File spoon-archives/postcolonial.archive/postcolonial_2001/postcolonial.0107, message 48


Date: Wed, 18 Jul 2001 00:31:39 -0600 (MDT)
From: Muhammad Deeb <mdeeb-AT-gpu.srv.ualberta.ca>
Subject: A letter to Uri Avneri 



A letter to Uri Avneri

Michelle Gubbay

July 15, 2001

Dear Uri Avneri:

I write this to you because the underlying questions you raise in the
Gush Shalom "Theses for a New Peace Camp," and then raise in a
different fashion in your article "Oh, What a Wonderful Unity!" are
ones that preoccupy my mind night and day - and they preoccupy many
of us, so I am sending this round on some e-mail lists, as a
contribution to the general discussion.

We - Jews, some of us - wake and look around and ask, "What nightmare
is this in which we live now? This is not how I recognize my legacy,
what have we become?"

In "Unity," you ask, how do Israeli Jews go about their daily lives
caring nothing for the human plight of the Palestinians, and seeing
themselves as the ones most suffering and most besieged? In
the "Theses," you ask specifically, why did the mainstream "peace
camp" collapse, along with the collapse of the peace negotiations at
Camp David?

I compose this letter over several days, while the situation worsens.
Now the report has been leaked that details Sharon's program for all-
out war. When you receive this - when someone else reads it - will
Sharon have launched the massive assault he has been planning, doing
all he can to goad on the next suicide bomb, which will be his
excuse? Is there any way to stop him?

There is much urgent work to do, and urgent are the ideas which give
us direction or possibility, that underlie the actions we take, the
slogans we raise, the leaflets we write.

Briefly, who I am: I am an American Jew, 50 years old. My father was
from Calcutta, my mother born in Alexandria, Egypt. Both of them came
to Canada, where I was born, via London. Although we were not
Ashkenazi, my childhood realm was shattered by an early, gulped-down
knowledge of the Holocaust. I left home at 18, pulled at the end of
the 1960s to the energy for change in the United States.
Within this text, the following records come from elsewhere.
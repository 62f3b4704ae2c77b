//! Repository traits for metadata operations.

pub mod agents;
pub mod deductions;
pub mod env_instances;
pub mod env_templates;
pub mod schemes;

pub use agents::AgentRepo;
pub use deductions::{DeductionPlanRepo, TaskLogRepo, TaskStatusRepo};
pub use env_instances::EnvInstanceRepo;
pub use env_templates::EnvTemplateRepo;
pub use schemes::SchemeRepo;
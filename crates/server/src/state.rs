//! Application state shared across handlers.

use scheme_core::IdGenerator;
use scheme_core::config::AppConfig;
use scheme_metadata::MetadataStore;
use scheme_storage::ObjectStore;
use std::sync::Arc;

/// Shared application state.
///
/// Every collaborator is built once at startup and injected here.
#[derive(Clone)]
pub struct AppState {
    /// Application configuration.
    pub config: Arc<AppConfig>,
    /// Object storage backend.
    pub storage: Arc<dyn ObjectStore>,
    /// Metadata store.
    pub metadata: Arc<dyn MetadataStore>,
    /// Primary key generator.
    pub ids: Arc<IdGenerator>,
}

impl AppState {
    /// Create a new application state.
    pub fn new(
        config: AppConfig,
        storage: Arc<dyn ObjectStore>,
        metadata: Arc<dyn MetadataStore>,
        ids: IdGenerator,
    ) -> Self {
        Self {
            config: Arc::new(config),
            storage,
            metadata,
            ids: Arc::new(ids),
        }
    }

    /// Next primary key.
    pub fn next_id(&self) -> i64 {
        self.ids.generate()
    }
}
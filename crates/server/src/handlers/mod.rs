//! HTTP request handlers.

pub mod agents;
pub mod common;
pub mod deduction;
pub mod env;
pub mod health;
pub mod schemes;

pub use agents::*;
pub use common::*;
pub use deduction::*;
pub use env::*;
pub use health::*;
pub use schemes::*;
I have been
involved my entire adult life in movements for freedom both here and
internationally, many of these years as a colleague of the late
Marxist-Humanist philosopher Raya Dunayevskaya. (Anyone interested in
Dunayevskaya's work can write to Freedom Voices, P.O.B.268919,
Chicago, IL 60626.)

I am a writer, that is, someone who believes that words are alive.

Would that words could be so alive that they would wake Israeli Jews -
 including many formerly aligned with the mainstream peace camp -
from what you call the self-hypnosis in which the majority wander,
parroting myths and slogans that are comforting in their
familiarity: "We have no partner for peace"; "The Arabs only know the
language of war."

You ask, "How does an entire people in a democracy behave as if
hypnotized?" and "How do the free media . turn themselves into the
organs of a uniform, primitive propaganda?" What you describe is not
unique to Israel, but rather is the common reality of a population at
war. I don't doubt your assessment that one contributing factor to
the pervasiveness of a war mentality (you cite it as THE cause) is
the ease of retreat to the known, historically-grounded Jew-as-victim
stance, in contrast to the difficulty of venturing into the unknown.
I can think of many situations, not limited to Israel, where people
retreat to the pull of the old - the old ways of thinking and being
and doing - rather than venture forth to the new. It's the underlying
story of the escaped Hebrew slaves wandering in the desert where the
pull of the old idols is great, the longing for the old way of life.
In that founding legend, the old way of life was slavery to a foreign
oppressor. Now it is the longing for a supposedly simpler time when
Jews were victims, and sympathetic and heroic in their victimhood.
The reality is that the State of Israel today is Goliath in the
region, but wants still the image of the brave and youthful David.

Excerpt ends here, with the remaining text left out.